2 de febrero de 2023

Meteorología por Luis Vargas

Clima y tiempo al alcance de todos

La recuperación actual de la capa de ozono pudiera ayudar a evitar hasta un 0,5 °C del calentamiento global

De acuerdo a información suministrada por la Organización Meteorológica Mundial (OMM), el Grupo de Evaluación Científica del Protocolo de Montreal relativo a las sustancias que agotan la capa de ozono, respaldado por las Naciones Unidas, confirma en su informe de evaluación cuadrienal que la eliminación progresiva de cerca del 99 % de las sustancias prohibidas que agotan la capa de ozono ha logrado protegerla y contribuido a que se recupere de forma notable en la estratosfera superior y a que disminuya la exposición de las personas a la radiación ultravioleta (UV) nociva del Sol.

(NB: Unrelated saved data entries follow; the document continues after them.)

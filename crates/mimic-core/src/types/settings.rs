use serde::{Deserialize, Serialize};
use std::fmt;
use std::str::FromStr;

/// Protocol a mimic imitates
#[derive(Debug, Clone, Copy, Default, PartialEq, Eq, Hash, Serialize, Deserialize)]
#[serde(rename_all = "UPPERCASE")]
pub enum MimicType {
    /// DNS query/response exchange with EDNS0
    #[default]
    Dns,
    /// QUIC long-header Initial packet
    Quic,
    /// SIP call dialog with SDP bodies
    Sip,
}

impl MimicType {
    /// Every mimic type, in declaration order
    pub const ALL: [Self; 3] = [Self::Dns, Self::Quic, Self::Sip];

    /// Lowercase name, used for file names and CLI arguments
    #[must_use]
    pub const fn as_str(self) -> &'static str {
        match self {
            Self::Dns => "dns",
            Self::Quic => "quic",
            Self::Sip => "sip",
        }
    }
}

impl fmt::Display for MimicType {
    fn fmt(&self, f: &mut fmt::Formatter<'_>) -> fmt::Result {
        match self {
            Self::Dns => write!(f, "DNS"),
            Self::Quic => write!(f, "QUIC"),
            Self::Sip => write!(f, "SIP"),
        }
    }
}

impl FromStr for MimicType {
    type Err = String;

    fn from_str(s: &str) -> Result<Self, Self::Err> {
        match s.to_ascii_lowercase().as_str() {
            "dns" => Ok(Self::Dns),
            "quic" => Ok(Self::Quic),
            "sip" => Ok(Self::Sip),
            other => Err(format!("unknown mimic type: {other} (expected dns, quic or sip)")),
        }
    }
}

/// Generator configuration for one mimic type.
///
/// Serialized as a flat JSON object with camelCase keys. Ranges are the
/// caller's responsibility: the generator uses the values as given.
#[derive(Debug, Clone, PartialEq, Eq, Serialize, Deserialize)]
#[serde(rename_all = "camelCase", default, deny_unknown_fields)]
pub struct MimicSettings {
    /// Which protocol to imitate
    #[serde(rename = "type")]
    pub mimic_type: MimicType,

    /// Target domain (required for DNS)
    pub domain: String,

    /// SIP caller user part
    pub sip_from_user: String,

    /// SIP callee user part
    pub sip_to_user: String,

    /// SIP caller domain
    pub sip_from_domain: String,

    /// SIP callee domain
    pub sip_to_domain: String,

    /// QUIC version label: `"1"`, `"2"`, anything else selects a draft version
    pub quic_version: String,

    /// Lower bound for the generated itime
    pub itime_min: u32,

    /// Upper bound for the generated itime
    pub itime_max: u32,

    /// Seconds between automatic regenerations
    pub regenerate_interval_seconds: u32,
}

impl MimicSettings {
    /// Smallest itime accepted by the settings boundary
    pub const ITIME_MIN_ALLOWED: u32 = 100;
    /// Largest itime accepted by the settings boundary
    pub const ITIME_MAX_ALLOWED: u32 = 600;
    /// Shortest regeneration interval in seconds
    pub const REGENERATE_MIN: u32 = 20;
    /// Longest regeneration interval in seconds
    pub const REGENERATE_MAX: u32 = 60;
    /// Default regeneration interval in seconds
    pub const DEFAULT_REGENERATE_INTERVAL: u32 = 20;

    /// Default settings for the given mimic type
    #[must_use]
    pub fn default_for(mimic_type: MimicType) -> Self {
        Self {
            mimic_type,
            domain: String::from("example.com"),
            sip_from_user: String::from("alice"),
            sip_to_user: String::from("bob"),
            sip_from_domain: String::from("atlanta.com"),
            sip_to_domain: String::from("biloxi.com"),
            quic_version: String::from("1"),
            itime_min: 120,
            itime_max: 180,
            regenerate_interval_seconds: Self::DEFAULT_REGENERATE_INTERVAL,
        }
    }

    /// Default DNS settings
    #[must_use]
    pub fn default_dns() -> Self {
        Self::default_for(MimicType::Dns)
    }

    /// Default QUIC settings
    #[must_use]
    pub fn default_quic() -> Self {
        Self::default_for(MimicType::Quic)
    }

    /// Default SIP settings
    #[must_use]
    pub fn default_sip() -> Self {
        Self::default_for(MimicType::Sip)
    }

    /// Clamp itime bounds and the regeneration interval into their allowed ranges
    #[must_use]
    pub fn coerce_ranges(mut self) -> Self {
        self.itime_min = self
            .itime_min
            .clamp(Self::ITIME_MIN_ALLOWED, Self::ITIME_MAX_ALLOWED);
        self.itime_max = self
            .itime_max
            .clamp(Self::ITIME_MIN_ALLOWED, Self::ITIME_MAX_ALLOWED);
        self.regenerate_interval_seconds = self
            .regenerate_interval_seconds
            .clamp(Self::REGENERATE_MIN, Self::REGENERATE_MAX);
        self
    }

    /// Serialize to the settings JSON object
    pub fn to_json(&self) -> crate::Result<String> {
        Ok(serde_json::to_string(self)?)
    }

    /// Parse settings JSON.
    ///
    /// Returns `None` for anything that is not a well-formed settings object,
    /// so callers can keep their previous settings.
    #[must_use]
    pub fn from_json(json: &str) -> Option<Self> {
        serde_json::from_str(json).ok()
    }
}

impl Default for MimicSettings {
    fn default() -> Self {
        Self::default_for(MimicType::default())
    }
}

#[cfg(test)]
mod tests {
    use super::*;

    #[test]
    fn test_defaults() {
        let sip = MimicSettings::default_sip();
        assert_eq!(sip.mimic_type, MimicType::Sip);
        assert_eq!(sip.domain, "example.com");
        assert_eq!(
            format!("{}@{}", sip.sip_from_user, sip.sip_from_domain),
            "alice@atlanta.com"
        );
        assert_eq!(
            format!("{}@{}", sip.sip_to_user, sip.sip_to_domain),
            "bob@biloxi.com"
        );
        assert_eq!(sip.quic_version, "1");
        assert_eq!((sip.itime_min, sip.itime_max), (120, 180));
        assert_eq!(sip.regenerate_interval_seconds, 20);
        assert_eq!(MimicSettings::default().mimic_type, MimicType::Dns);
    }

    #[test]
    fn test_json_field_names() {
        let json = MimicSettings::default_quic().to_json().unwrap();
        let value: serde_json::Value = serde_json::from_str(&json).unwrap();
        let obj = value.as_object().unwrap();

        for key in [
            "type",
            "domain",
            "sipFromUser",
            "sipToUser",
            "sipFromDomain",
            "sipToDomain",
            "quicVersion",
            "itimeMin",
            "itimeMax",
            "regenerateIntervalSeconds",
        ] {
            assert!(obj.contains_key(key), "missing key {key}");
        }
        assert_eq!(obj.len(), 10);
        assert_eq!(obj["type"], "QUIC");
    }

    #[test]
    fn test_json_roundtrip() {
        let settings = MimicSettings {
            mimic_type: MimicType::Sip,
            domain: String::from("voip.example.org"),
            sip_from_user: String::from("carol"),
            sip_to_user: String::from("dave"),
            sip_from_domain: String::from("chicago.com"),
            sip_to_domain: String::from("denver.com"),
            quic_version: String::from("draft"),
            itime_min: 300,
            itime_max: 450,
            regenerate_interval_seconds: 45,
        };
        let json = settings.to_json().unwrap();
        assert_eq!(MimicSettings::from_json(&json), Some(settings));

        for mimic_type in MimicType::ALL {
            let settings = MimicSettings::default_for(mimic_type);
            let json = settings.to_json().unwrap();
            assert_eq!(MimicSettings::from_json(&json), Some(settings));
        }
    }

    #[test]
    fn test_from_json_malformed_is_none() {
        assert_eq!(MimicSettings::from_json(""), None);
        assert_eq!(MimicSettings::from_json("not json"), None);
        assert_eq!(MimicSettings::from_json("[1, 2, 3]"), None);
        assert_eq!(MimicSettings::from_json(r#"{"type": "HTTP"}"#), None);
        assert_eq!(MimicSettings::from_json(r#"{"itimeMin": "soon"}"#), None);
        assert_eq!(MimicSettings::from_json(r#"{"itimeMin": -5}"#), None);
        assert_eq!(MimicSettings::from_json(r#"{"color": "blue"}"#), None);
    }

    #[test]
    fn test_from_json_missing_keys_take_defaults() {
        let parsed = MimicSettings::from_json(r#"{"type": "SIP", "sipToUser": "eve"}"#).unwrap();
        assert_eq!(parsed.mimic_type, MimicType::Sip);
        assert_eq!(parsed.sip_to_user, "eve");
        assert_eq!(parsed.sip_from_user, "alice");
        assert_eq!(parsed.itime_max, 180);
    }

    #[test]
    fn test_coerce_ranges() {
        let settings = MimicSettings {
            itime_min: 5,
            itime_max: 9000,
            regenerate_interval_seconds: 1,
            ..MimicSettings::default_dns()
        }
        .coerce_ranges();
        assert_eq!(settings.itime_min, 100);
        assert_eq!(settings.itime_max, 600);
        assert_eq!(settings.regenerate_interval_seconds, 20);

        let untouched = MimicSettings::default_dns().coerce_ranges();
        assert_eq!(untouched, MimicSettings::default_dns());
    }

    #[test]
    fn test_mimic_type_parse() {
        assert_eq!("DNS".parse::<MimicType>(), Ok(MimicType::Dns));
        assert_eq!("quic".parse::<MimicType>(), Ok(MimicType::Quic));
        assert_eq!("Sip".parse::<MimicType>(), Ok(MimicType::Sip));
        assert!("http".parse::<MimicType>().is_err());
        assert_eq!(MimicType::Quic.to_string(), "QUIC");
        assert_eq!(MimicType::Quic.as_str(), "quic");
    }
}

En su publicación del día de ayer, la OMM indica que «la capa de ozono está en camino de recuperarse en los próximos cuatro decenios y la eliminación progresiva a escala mundial de las sustancias químicas que agotan la capa de ozono ya contribuye a la mitigación del cambio climático.

¿Qué es el ozono?

El ozono es un gas formado por tres átomos de oxígeno (O3) que ocurre naturalmente en pequeñas cantidades (trazas) en la atmósfera superior (la estratosfera). El ozono protege la vida en la Tierra de la radiación ultravioleta (UV) del Sol. En la atmósfera inferior (la troposfera) cerca de la superficie de la Tierra, el ozono es creado por reacciones químicas entre los contaminantes del aire del escape de los vehículos, los vapores de gasolina y otras emisiones. A nivel del suelo, las altas concentraciones de ozono son tóxicas para las personas y las plantas.

Ozono estratosférico “bueno”

El noventa por ciento del ozono en la atmósfera se encuentra en la estratosfera, la capa de la atmósfera entre aproximadamente 10 y 50 kilómetros de altitud. El nivel natural de ozono en la estratosfera es el resultado de un equilibrio entre la luz solar que crea ozono y las reacciones químicas que lo destruyen. El ozono se crea cuando el tipo de oxígeno que respiramos, el O2 , se divide en átomos de oxígeno individuales por la acción de la luz solar.

Los átomos de oxígeno individuales pueden volver a unirse para formar O2 o pueden unirse con moléculas de O2 para formar ozono. El ozono se destruye cuando reacciona con moléculas que contienen nitrógeno, hidrógeno, cloro o bromo. Algunas de las moléculas que destruyen el ozono ocurren naturalmente, pero la actividad humana ha creado otras.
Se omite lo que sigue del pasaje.